▶ **WHAT THIS TASK INVOLVES**:
All lines from the one with "lookup_host(addr)" through the last line of the data below should be copied exactly; please add nothing.

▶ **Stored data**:
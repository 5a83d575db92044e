pub mod address;
pub mod tcp;

pub use address::Address;

use anyhow::Result;
use std::net::SocketAddr;
use tokio::net::{lookup_host, ToSocketAddrs};

/// Resolves any `ToSocketAddrs` to its first socket address, used when
/// binding listeners (the listener itself only ever needs one local addr).
pub async fn resolve_sockaddr(addr: impl ToSocketAddrs) -> Result<SocketAddr> {
    lookup_host(addr)
        .await?
        .next()
        .ok_or_else(|| anyhow::anyhow!("address did not resolve to anything"))
}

▶ **RESULT**:
    lookup_host(addr)
        .await?
        .next()
        .ok_or_else(|| anyhow::anyhow!("address did not resolve to anything"))
}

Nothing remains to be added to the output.